Pendant plusieurs siècles, la bière a été la boisson principale dans presque tous les foyers. Mais la Première Guerre mondiale et les impératifs de l’industrialisation ont freiné cette activité, d’autant plus que le produit de la fermentation basse a fini par lasser : trop fade et jugée sans caractère, la bière légère a été délaissée pour d’autres breuvages. « À partir des années 1960, le désamour pour la bière touche l’ensemble des consommateurs. Chez les enfants, la limonade, le soda ou les eaux pétillantes ont l’attrait de la nouveauté et séduisent durablement. À l’école, le lait a remplacé le traditionnel bol de bière et à table, on boit de l’eau. » (p. 75)
Depuis quelques années, de nouvelles brasseries voient le jour et réhabilitent un art qui a failli se perdre, en créant de nouvelles bières : la qualité prévaut sur la quantité ! Et comme le dit l’héritier de la famille Ricour, « la bière, c’est un peu comme la cuisine. Il faut un chef rigoureux, de bons produits, du palais, un savoir-faire et une exigence sur la qualité ! » (p. 87) La brasserie des années 2010 redonne ses lettres de noblesse à une boisson qui sait rester populaire, mais aussi trouver sa place sur les bonnes tables et dans les grandes occasions. La bière de soif n’est pas morte – et heureusement ! –, mais la bière de dégustation sait s’imposer !

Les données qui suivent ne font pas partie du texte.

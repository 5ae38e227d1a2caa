//! Release index layer: querying which releases provide which modules
//!
//! # Architecture
//!
//! ```text
//! ┌──────────────┐     ┌──────────────┐     ┌──────────────┐
//! │  Resolver    │────▶│ CachedIndex  │────▶│ MetaCpanIndex│
//! │ (survey)     │     │  (memoize)   │     │   (HTTP)     │
//! └──────────────┘     └──────────────┘     └──────────────┘
//!                             │
//!                             ▼
//!                      ┌──────────────┐
//!                      │  MemoCache   │
//!                      │  (SQLite)    │
//!                      └──────────────┘
//! ```
//!
//! # Modules
//!
//! - [`registry`]: `ReleaseIndex` trait, the query contract the survey depends on
//! - [`metacpan`]: MetaCPAN implementation of the trait
//! - [`cache`]: SQLite memo store keyed by function, generation and arguments
//! - [`cached`]: `ReleaseIndex` wrapper that memoizes through a `MemoStore`
//! - [`error`]: Error types for index and cache operations
//! - [`types`]: Records returned by index queries

pub mod cache;
pub mod cached;
pub mod error;
pub mod metacpan;
pub mod registry;
pub mod types;
#![allow(dead_code)]

mod index;

pub use index::*;
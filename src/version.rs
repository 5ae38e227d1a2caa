//! Canonical Perl version type
//!
//! The package index stores module versions in whichever encoding the author
//! happened to use (`1.23`, `v1.230.0`, `1.230`), so versions are parsed into
//! one comparable component vector and every comparison goes through it.
//!
//! Parsing follows the lax rules of Perl's `version.pm`:
//! - dotted-decimal: a leading `v` or two or more dots (`v1.2.3`, `1.2.3`)
//! - decimal: at most one dot; the fraction is split into groups of three
//!   digits (`1.0203` -> `v1.20.300`)
//! - underscores mark developer releases and are ignored for ordering

use std::cmp::Ordering;
use std::fmt;
use std::hash::{Hash, Hasher};
use std::str::FromStr;

use serde::{Deserialize, Serialize};
use thiserror::Error;

#[derive(Debug, Clone, PartialEq, Eq, Error)]
#[error("Invalid Perl version: {0:?}")]
pub struct VersionParseError(pub String);

#[derive(Debug, Clone, Serialize, Deserialize)]
#[serde(try_from = "String", into = "String")]
pub struct PerlVersion {
    raw: String,
    parts: Vec<u64>,
    alpha: bool,
}

impl PerlVersion {
    pub fn parse(input: &str) -> Result<Self, VersionParseError> {
        let raw = input.trim();
        let err = || VersionParseError(input.to_string());

        if raw.is_empty() || raw == "undef" {
            return Err(err());
        }

        let alpha = raw.contains('_');
        let cleaned = raw.replace('_', "");

        let parts = if let Some(dotted) = cleaned.strip_prefix('v') {
            parse_dotted(dotted).ok_or_else(err)?
        } else if cleaned.matches('.').count() >= 2 {
            parse_dotted(&cleaned).ok_or_else(err)?
        } else {
            parse_decimal(&cleaned).ok_or_else(err)?
        };

        Ok(Self {
            raw: raw.to_string(),
            parts,
            alpha,
        })
    }

    /// The version assumed for modules that declare none
    pub fn zero() -> Self {
        Self {
            raw: "0".to_string(),
            parts: vec![0],
            alpha: false,
        }
    }

    pub fn as_str(&self) -> &str {
        &self.raw
    }

    pub fn is_alpha(&self) -> bool {
        self.alpha
    }

    /// Dotted-decimal form with at least three components, e.g. `v1.230.0`
    pub fn normal(&self) -> String {
        let mut parts = self.parts.clone();
        while parts.len() < 3 {
            parts.push(0);
        }
        let joined: Vec<String> = parts.iter().map(u64::to_string).collect();
        format!("v{}", joined.join("."))
    }

    /// Decimal form with three digits per component, e.g. `1.002003`
    pub fn numify(&self) -> String {
        let (first, rest) = self.parts.split_first().unwrap_or((&0, &[]));
        if rest.is_empty() {
            return format!("{}.000", first);
        }
        let fraction: String = rest.iter().map(|p| format!("{:03}", p)).collect();
        format!("{}.{}", first, fraction)
    }

    /// All encodings the index may have stored this version under.
    ///
    /// A hit on any of them is a match: raw text, normal form and numified form.
    pub fn query_variants(&self) -> Vec<String> {
        let mut variants = vec![self.raw.clone()];
        for candidate in [self.normal(), self.numify()] {
            if !variants.contains(&candidate) {
                variants.push(candidate);
            }
        }
        variants
    }

    /// Components with trailing zeros removed, so `1.2` and `1.200` compare equal
    fn significant(&self) -> &[u64] {
        let end = self
            .parts
            .iter()
            .rposition(|p| *p != 0)
            .map(|i| i + 1)
            .unwrap_or(0);
        &self.parts[..end]
    }
}

fn parse_dotted(body: &str) -> Option<Vec<u64>> {
    body.split('.')
        .map(|component| {
            if component.is_empty() || !component.bytes().all(|b| b.is_ascii_digit()) {
                None
            } else {
                component.parse().ok()
            }
        })
        .collect()
}

fn parse_decimal(body: &str) -> Option<Vec<u64>> {
    let (integer, fraction) = match body.split_once('.') {
        Some((i, f)) => (i, f),
        None => (body, ""),
    };

    if integer.is_empty() && fraction.is_empty() {
        return None;
    }
    if !integer.bytes().chain(fraction.bytes()).all(|b| b.is_ascii_digit()) {
        return None;
    }

    let mut parts = vec![if integer.is_empty() {
        0
    } else {
        integer.parse().ok()?
    }];

    let mut padded = fraction.to_string();
    while padded.len() % 3 != 0 {
        padded.push('0');
    }
    for chunk in padded.as_bytes().chunks(3) {
        let group = std::str::from_utf8(chunk).ok()?;
        parts.push(group.parse().ok()?);
    }

    Some(parts)
}

impl PartialEq for PerlVersion {
    fn eq(&self, other: &Self) -> bool {
        self.significant() == other.significant()
    }
}

impl Eq for PerlVersion {}

impl Hash for PerlVersion {
    fn hash<H: Hasher>(&self, state: &mut H) {
        self.significant().hash(state);
    }
}

impl PartialOrd for PerlVersion {
    fn partial_cmp(&self, other: &Self) -> Option<Ordering> {
        Some(self.cmp(other))
    }
}

impl Ord for PerlVersion {
    fn cmp(&self, other: &Self) -> Ordering {
        let len = self.parts.len().max(other.parts.len());
        for i in 0..len {
            let a = self.parts.get(i).copied().unwrap_or(0);
            let b = other.parts.get(i).copied().unwrap_or(0);
            match a.cmp(&b) {
                Ordering::Equal => continue,
                ord => return ord,
            }
        }
        Ordering::Equal
    }
}

impl fmt::Display for PerlVersion {
    fn fmt(&self, f: &mut fmt::Formatter<'_>) -> fmt::Result {
        f.write_str(&self.raw)
    }
}

impl FromStr for PerlVersion {
    type Err = VersionParseError;

    fn from_str(s: &str) -> Result<Self, Self::Err> {
        Self::parse(s)
    }
}

impl TryFrom<String> for PerlVersion {
    type Error = VersionParseError;

    fn try_from(value: String) -> Result<Self, Self::Error> {
        Self::parse(&value)
    }
}

impl From<PerlVersion> for String {
    fn from(value: PerlVersion) -> Self {
        value.raw
    }
}

/// Compare a parsed local version against a version string reported by the index.
///
/// Unparseable index versions only match when the text is identical.
pub fn matches_reported(local: Option<&PerlVersion>, reported: Option<&str>) -> bool {
    match (local, reported) {
        (None, None) => true,
        (Some(local), Some(reported)) => match PerlVersion::parse(reported) {
            Ok(parsed) => *local == parsed,
            Err(_) => local.as_str() == reported.trim(),
        },
        _ => false,
    }
}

L’ouvrage s’achève sur une présentation des trésors de la Flandre, de la table aux visites, des loisirs aux célébrations. Outre les clichés de Samuel Dhote qui subliment les paysages, les récoltes et la boisson, l’ouvrage fait la part belle à des illustrations diverses : images d’archives, cartes postales et vieilles photographies, affiches commerciales et étiquettes de bières. Et quel plaisir de trouver en fin d’ouvrage quelques recettes appétissantes, à base de bière évidemment ! Je ne résiste pas à vous en montrer une que je vais tester sans attendre (passion fromage…) !
Désormais, quand sur une terrasse lilloise ou dunkerquoise vous porterez à vos lèvres un verre de boisson blonde ornée d’une mousse claire, vous saurez que c’est la Flandre tout entière qui vous cavale dans le gosier et vous régale ! Je préfère les bières de type stout, noires et épaisses, comme une célèbre marque irlandaise à la bouteille aussi sombre que son contenu, aux bières blondes et légères des Flandres, mais Brasseries de Flandre enrichit agréablement ma découverte du pays de Flandre que je parcours avec plaisir depuis mon installation dans sa capitale en début d’année. Et il m’a donné follement envie de revoir la série télévisée Les Steenfort, maîtres de l’orge.